Interesting. So is this syntax:

    
    
      new Vue({
        el: '#app',
        ...
      });
    

required for every element or component in the same way that this is?

    
    
      class App extends React.Component { ... }
    

Or is more the equivalent of ReactDOM.render? i/e

    
    
      ReactDOM.render(App, document.getElementById('app'))
    

Additionally, going through some Vue examples, I see this usage:

    
    
      var app = new Vue({ ... });
      
      app.$mount('.my-app');
    

I'm going to guess that creating a new Vue app object is equivalent to
something abstracted away by React once ReactDOM.render is called, and that
ReactDOM.render is more like the Vue.prototype.$mount function.
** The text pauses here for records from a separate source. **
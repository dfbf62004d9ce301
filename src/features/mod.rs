// src/features/mod.rs
//
// The fixed-width feature vector and the one assembler that produces it.
// Training and serving both call `FeatureAssembler::assemble`; there is no
// second code path, so the two sides cannot drift apart.

pub mod category;
pub mod comments;
pub mod description;
pub mod ratio;

use std::time::Instant;

use metrics::{counter, histogram};
use serde::{Deserialize, Serialize};
use tracing::debug;

use crate::features::category::{category_code, FALLBACK_CATEGORY_CODE};
use crate::features::comments::aggregate_comments;
use crate::features::description::description_scores;
use crate::features::ratio::smoothed_view_like_ratio;
use crate::ingest::types::{CommentRecord, VideoRecord};
use crate::sentiment::SentimentAnalyzer;

/// Column names in model order. The classifier, the checkpoints and the API
/// all speak this exact layout; never reorder, rename or append in the
/// middle.
pub const FEATURE_COLUMNS: [&str; 18] = [
    "duration",
    "age_limit",
    "view_count",
    "like_count",
    "view_like_ratio_smoothed",
    "is_comments_enabled",
    "is_live_content",
    "cat_codes",
    "desc_neu",
    "desc_neg",
    "desc_pos",
    "desc_compound",
    "comment_neu",
    "comment_neg",
    "comment_pos",
    "comment_compound",
    "votes",
    "NoCommentsBinary",
];

/// One assembled vector. Field order mirrors [`FEATURE_COLUMNS`]; serde
/// names match the column names, so a serialized vector is keyed the way the
/// model was trained.
#[derive(Debug, Clone, PartialEq, Serialize, Deserialize)]
pub struct FeatureVector {
    pub duration: f64,
    pub age_limit: f64,
    pub view_count: f64,
    pub like_count: f64,
    pub view_like_ratio_smoothed: f64,
    pub is_comments_enabled: f64,
    pub is_live_content: f64,
    pub cat_codes: f64,
    pub desc_neu: f64,
    pub desc_neg: f64,
    pub desc_pos: f64,
    pub desc_compound: f64,
    pub comment_neu: f64,
    pub comment_neg: f64,
    pub comment_pos: f64,
    pub comment_compound: f64,
    pub votes: f64,
    #[serde(rename = "NoCommentsBinary")]
    pub no_comments_binary: f64,
}

impl FeatureVector {
    /// The vector as a plain row in column order.
    pub fn to_row(&self) -> [f64; 18] {
        [
            self.duration,
            self.age_limit,
            self.view_count,
            self.like_count,
            self.view_like_ratio_smoothed,
            self.is_comments_enabled,
            self.is_live_content,
            self.cat_codes,
            self.desc_neu,
            self.desc_neg,
            self.desc_pos,
            self.desc_compound,
            self.comment_neu,
            self.comment_neg,
            self.comment_pos,
            self.comment_compound,
            self.votes,
            self.no_comments_binary,
        ]
    }

    /// Rebuild a vector from a plain row in column order.
    pub fn from_row(row: [f64; 18]) -> Self {
        Self {
            duration: row[0],
            age_limit: row[1],
            view_count: row[2],
            like_count: row[3],
            view_like_ratio_smoothed: row[4],
            is_comments_enabled: row[5],
            is_live_content: row[6],
            cat_codes: row[7],
            desc_neu: row[8],
            desc_neg: row[9],
            desc_pos: row[10],
            desc_compound: row[11],
            comment_neu: row[12],
            comment_neg: row[13],
            comment_pos: row[14],
            comment_compound: row[15],
            votes: row[16],
            no_comments_binary: row[17],
        }
    }

    /// Replace any non-finite component with 0.0. The assembler's output
    /// contract: no NaN, no infinity, ever.
    pub fn sanitized(self) -> Self {
        let mut row = self.to_row();
        for value in &mut row {
            if !value.is_finite() {
                *value = 0.0;
            }
        }
        Self::from_row(row)
    }
}

/// The single source of truth for feature assembly.
#[derive(Debug, Clone, Default)]
pub struct FeatureAssembler {
    analyzer: SentimentAnalyzer,
}

impl FeatureAssembler {
    pub fn new() -> Self {
        Self {
            analyzer: SentimentAnalyzer::new(),
        }
    }

    /// Assemble the 18-column vector for one video and its comments.
    ///
    /// `comments` may be empty — that is the documented zero-comments case
    /// (`NoCommentsBinary = 1`, comment-side features zeroed). Callers
    /// holding an absent fetch pass the empty slice.
    pub fn assemble(&self, video: &VideoRecord, comments: &[CommentRecord]) -> FeatureVector {
        crate::metrics::ensure_pipeline_metrics_described();
        let started = Instant::now();

        let desc = description_scores(&self.analyzer, video.description.as_deref());
        let agg = aggregate_comments(&self.analyzer, comments);
        let cat = video
            .category
            .as_ref()
            .map(category_code)
            .unwrap_or(FALLBACK_CATEGORY_CODE);

        let vector = FeatureVector {
            duration: video.duration_minutes(),
            age_limit: video.age_limit as f64,
            view_count: video.view_count as f64,
            like_count: video.like_count as f64,
            view_like_ratio_smoothed: smoothed_view_like_ratio(
                video.view_count,
                video.like_count,
            ),
            is_comments_enabled: flag(video.is_comments_enabled),
            is_live_content: flag(video.is_live_content),
            cat_codes: cat as f64,
            desc_neu: desc.neu,
            desc_neg: desc.neg,
            desc_pos: desc.pos,
            desc_compound: desc.compound,
            comment_neu: agg.neu,
            comment_neg: agg.neg,
            comment_pos: agg.pos,
            comment_compound: agg.compound,
            votes: agg.votes,
            no_comments_binary: flag(agg.no_comments),
        }
        .sanitized();

        histogram!("features_assemble_ms").record(started.elapsed().as_secs_f64() * 1000.0);
        counter!("features_assembled_total").increment(1);
        debug!(video_id = %video.id, comments = comments.len(), "assembled feature vector");

        vector
    }
}

fn flag(b: bool) -> f64 {
    if b {
        1.0
    } else {
        0.0
    }
}

#[cfg(test)]
mod tests {
    use super::*;
    use crate::features::category::CategoryField;
    use crate::ingest::types::DurationField;

    fn approx(a: f64, b: f64) -> bool {
        (a - b).abs() < 1e-9
    }

    #[test]
    fn eighteen_columns_and_row_order_match() {
        assert_eq!(FEATURE_COLUMNS.len(), 18);

        // Distinct sentinels per position must survive the round trip.
        let mut row = [0.0f64; 18];
        for (i, v) in row.iter_mut().enumerate() {
            *v = i as f64 + 0.5;
        }
        let vector = FeatureVector::from_row(row);
        assert_eq!(vector.to_row(), row);

        // Serialized field order is the column order.
        let json = serde_json::to_string(&vector).unwrap();
        let mut last = 0usize;
        for column in FEATURE_COLUMNS {
            let at = json
                .find(&format!("\"{column}\""))
                .unwrap_or_else(|| panic!("column {column} missing from json"));
            assert!(at >= last, "column {column} out of order");
            last = at;
        }
    }

    #[test]
    fn empty_record_assembles_to_documented_defaults() {
        let assembler = FeatureAssembler::new();
        let video = VideoRecord::with_id("dQw4w9WgXcQ");
        let out = assembler.assemble(&video, &[]);

        assert!(approx(out.duration, 0.0));
        assert!(approx(out.view_count, 0.0));
        // (0 + 1) / (0 + 1)
        assert!(approx(out.view_like_ratio_smoothed, 1.0));
        assert!(approx(out.cat_codes, 0.0));
        assert!(approx(out.desc_neu, 0.0));
        assert!(approx(out.comment_compound, 0.0));
        assert!(approx(out.votes, 0.0));
        assert!(approx(out.no_comments_binary, 1.0));
    }

    #[test]
    fn populated_record_lands_in_the_right_columns() {
        let assembler = FeatureAssembler::new();
        let mut video = VideoRecord::with_id("abc123def45");
        video.duration = DurationField::Runtime("PT2M30S".into());
        video.age_limit = 18;
        video.view_count = 1000;
        video.like_count = 40;
        video.category = Some(CategoryField::Label("Music".into()));
        video.is_comments_enabled = true;
        video.description = Some("awesome track".into());

        let comments = vec![
            CommentRecord::of_text("abc123def45", "love this").with_votes("10"),
            CommentRecord::of_text("abc123def45", "terrible mix").with_votes("2"),
        ];
        let out = assembler.assemble(&video, &comments);
        let row = out.to_row();

        assert!(approx(row[0], 2.5)); // duration
        assert!(approx(row[1], 18.0)); // age_limit
        assert!(approx(row[2], 1000.0)); // view_count
        assert!(approx(row[3], 40.0)); // like_count
        assert!(approx(row[4], 25.0)); // view_like_ratio_smoothed
        assert!(approx(row[5], 1.0)); // is_comments_enabled
        assert!(approx(row[6], 0.0)); // is_live_content
        assert!(approx(row[7], 10.0)); // cat_codes
        assert!(row[11] > 0.0); // desc_compound
        assert!(approx(row[16], 6.0)); // votes mean
        assert!(approx(row[17], 0.0)); // NoCommentsBinary
    }

    #[test]
    fn output_never_carries_non_finite_values() {
        let dirty = FeatureVector::from_row([
            f64::NAN,
            f64::INFINITY,
            f64::NEG_INFINITY,
            1.0,
            2.0,
            3.0,
            4.0,
            5.0,
            6.0,
            7.0,
            8.0,
            9.0,
            10.0,
            11.0,
            12.0,
            13.0,
            14.0,
            15.0,
        ]);
        let clean = dirty.sanitized();
        assert!(clean.to_row().iter().all(|v| v.is_finite()));
        assert!(approx(clean.duration, 0.0));
        assert!(approx(clean.age_limit, 0.0));
        assert!(approx(clean.view_count, 0.0));
        assert!(approx(clean.like_count, 1.0));
    }

    #[test]
    fn assembly_is_deterministic() {
        let assembler = FeatureAssembler::new();
        let mut video = VideoRecord::with_id("abc123def45");
        video.description = Some("pretty good overall".into());
        let comments = vec![CommentRecord::of_text("abc123def45", "nice one").with_votes("7")];

        let first = assembler.assemble(&video, &comments);
        for _ in 0..3 {
            assert_eq!(assembler.assemble(&video, &comments), first);
        }
    }
}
Is that
correct?

The more I look at Vue code, the less of an issue I have with its syntax,
something I initially didn't like as it reminded me too much of Backbone, but
that was probably just the el: property. Without getting too far down the
rabbit hole, I think the biggest concern I'd have with Vue (re: wouldn't
enjoy) is going back to using v-* HTML properties like this:

    
    
      <section class="main" v-show="todos.length" v-cloak>
    

That's something I never enjoyed with Angular.